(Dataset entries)
+--

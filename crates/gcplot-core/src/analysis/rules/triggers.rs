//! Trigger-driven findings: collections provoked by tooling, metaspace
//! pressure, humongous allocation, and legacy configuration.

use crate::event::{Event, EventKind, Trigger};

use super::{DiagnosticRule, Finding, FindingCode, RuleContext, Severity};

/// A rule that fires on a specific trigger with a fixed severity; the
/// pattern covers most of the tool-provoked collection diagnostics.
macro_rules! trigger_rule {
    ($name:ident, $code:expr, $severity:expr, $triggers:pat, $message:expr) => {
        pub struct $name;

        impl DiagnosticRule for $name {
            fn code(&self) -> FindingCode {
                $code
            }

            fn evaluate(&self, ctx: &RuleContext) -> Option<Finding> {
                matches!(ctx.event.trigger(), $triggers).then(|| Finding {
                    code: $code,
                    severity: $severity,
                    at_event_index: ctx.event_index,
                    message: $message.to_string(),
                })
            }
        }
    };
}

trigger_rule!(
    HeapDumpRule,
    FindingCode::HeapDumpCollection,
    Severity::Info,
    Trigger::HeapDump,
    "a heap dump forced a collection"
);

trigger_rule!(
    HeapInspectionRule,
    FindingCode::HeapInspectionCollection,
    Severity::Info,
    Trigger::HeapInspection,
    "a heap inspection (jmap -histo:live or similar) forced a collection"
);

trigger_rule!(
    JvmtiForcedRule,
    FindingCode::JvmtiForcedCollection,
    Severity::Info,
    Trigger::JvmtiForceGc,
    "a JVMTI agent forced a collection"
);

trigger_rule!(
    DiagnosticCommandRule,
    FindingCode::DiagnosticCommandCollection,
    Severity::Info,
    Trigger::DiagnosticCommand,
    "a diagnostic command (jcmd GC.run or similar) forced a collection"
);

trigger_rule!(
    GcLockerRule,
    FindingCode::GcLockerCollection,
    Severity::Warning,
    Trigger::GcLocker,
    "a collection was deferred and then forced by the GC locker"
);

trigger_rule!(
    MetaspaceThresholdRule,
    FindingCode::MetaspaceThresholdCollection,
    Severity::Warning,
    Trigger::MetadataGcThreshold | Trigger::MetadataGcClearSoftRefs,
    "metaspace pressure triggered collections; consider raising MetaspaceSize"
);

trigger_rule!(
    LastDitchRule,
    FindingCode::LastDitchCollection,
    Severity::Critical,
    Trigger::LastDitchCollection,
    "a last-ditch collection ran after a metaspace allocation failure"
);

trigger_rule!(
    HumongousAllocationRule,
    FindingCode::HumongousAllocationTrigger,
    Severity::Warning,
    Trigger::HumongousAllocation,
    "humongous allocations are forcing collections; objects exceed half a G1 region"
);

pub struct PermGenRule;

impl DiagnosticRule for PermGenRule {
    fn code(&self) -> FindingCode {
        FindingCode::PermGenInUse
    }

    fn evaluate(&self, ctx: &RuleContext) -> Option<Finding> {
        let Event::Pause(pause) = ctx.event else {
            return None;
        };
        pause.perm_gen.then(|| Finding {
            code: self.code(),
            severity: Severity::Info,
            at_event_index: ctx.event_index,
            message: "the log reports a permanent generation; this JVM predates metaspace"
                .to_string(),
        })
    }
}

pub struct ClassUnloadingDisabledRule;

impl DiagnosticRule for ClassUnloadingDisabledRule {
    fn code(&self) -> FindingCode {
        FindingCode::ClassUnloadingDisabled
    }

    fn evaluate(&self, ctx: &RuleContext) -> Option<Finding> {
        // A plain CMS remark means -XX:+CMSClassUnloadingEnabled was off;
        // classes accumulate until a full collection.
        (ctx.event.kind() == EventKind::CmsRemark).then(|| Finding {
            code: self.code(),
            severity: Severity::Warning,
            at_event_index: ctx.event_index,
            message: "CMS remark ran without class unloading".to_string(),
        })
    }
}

+--

- **TASK STATEMENT**:
Restate each line of the records above without any deviation.

- **WRITTEN ANSWER**:
filename crates/gcplot-core/src/analysis/rules/triggers.rs
//! Trigger-driven findings: collections provoked by tooling, metaspace
//! pressure, humongous allocation, and legacy configuration.

use crate::event::{Event, EventKind, Trigger};

use super::{DiagnosticRule, Finding, FindingCode, RuleContext, Severity};

/// A rule that fires on a specific trigger with a fixed severity; the
/// pattern covers most of the tool-provoked collection diagnostics.
macro_rules! trigger_rule {
    ($name:ident, $code:expr, $severity:expr, $triggers:pat, $message:expr) => {
        pub struct $name;

        impl DiagnosticRule for $name {
            fn code(&self) -> FindingCode {
                $code
            }

            fn evaluate(&self, ctx: &RuleContext) -> Option<Finding> {
                matches!(ctx.event.trigger(), $triggers).then(|| Finding {
                    code: $code,
                    severity: $severity,
                    at_event_index: ctx.event_index,
                    message: $message.to_string(),
                })
            }
        }
    };
}

trigger_rule!(
    HeapDumpRule,
    FindingCode::HeapDumpCollection,
    Severity::Info,
    Trigger::HeapDump,
    "a heap dump forced a collection"
);

trigger_rule!(
    HeapInspectionRule,
    FindingCode::HeapInspectionCollection,
    Severity::Info,
    Trigger::HeapInspection,
    "a heap inspection (jmap -histo:live or similar) forced a collection"
);

trigger_rule!(
    JvmtiForcedRule,
    FindingCode::JvmtiForcedCollection,
    Severity::Info,
    Trigger::JvmtiForceGc,
    "a JVMTI agent forced a collection"
);

trigger_rule!(
    DiagnosticCommandRule,
    FindingCode::DiagnosticCommandCollection,
    Severity::Info,
    Trigger::DiagnosticCommand,
    "a diagnostic command (jcmd GC.run or similar) forced a collection"
);

trigger_rule!(
    GcLockerRule,
    FindingCode::GcLockerCollection,
    Severity::Warning,
    Trigger::GcLocker,
    "a collection was deferred and then forced by the GC locker"
);

trigger_rule!(
    MetaspaceThresholdRule,
    FindingCode::MetaspaceThresholdCollection,
    Severity::Warning,
    Trigger::MetadataGcThreshold | Trigger::MetadataGcClearSoftRefs,
    "metaspace pressure triggered collections; consider raising MetaspaceSize"
);

trigger_rule!(
    LastDitchRule,
    FindingCode::LastDitchCollection,
    Severity::Critical,
    Trigger::LastDitchCollection,
    "a last-ditch collection ran after a metaspace allocation failure"
);

trigger_rule!(
    HumongousAllocationRule,
    FindingCode::HumongousAllocationTrigger,
    Severity::Warning,
    Trigger::HumongousAllocation,
    "humongous allocations are forcing collections; objects exceed half a G1 region"
);

pub struct PermGenRule;

impl DiagnosticRule for PermGenRule {
    fn code(&self) -> FindingCode {
        FindingCode::PermGenInUse
    }

    fn evaluate(&self, ctx: &RuleContext) -> Option<Finding> {
        let Event::Pause(pause) = ctx.event else {
            return None;
        };
        pause.perm_gen.then(|| Finding {
            code: self.code(),
            severity: Severity::Info,
            at_event_index: ctx.event_index,
            message: "the log reports a permanent generation; this JVM predates metaspace"
                .to_string(),
        })
    }
}

pub struct ClassUnloadingDisabledRule;

impl DiagnosticRule for ClassUnloadingDisabledRule {
    fn code(&self) -> FindingCode {
        FindingCode::ClassUnloadingDisabled
    }

    fn evaluate(&self, ctx: &RuleContext) -> Option<Finding> {
        // A plain CMS remark means -XX:+CMSClassUnloadingEnabled was off;
        // classes accumulate until a full collection.
        (ctx.event.kind() == EventKind::CmsRemark).then(|| Finding {
            code: self.code(),
            severity: Severity::Warning,
            at_event_index: ctx.event_index,
            message: "CMS remark ran without class unloading".to_string(),
        })
    }
}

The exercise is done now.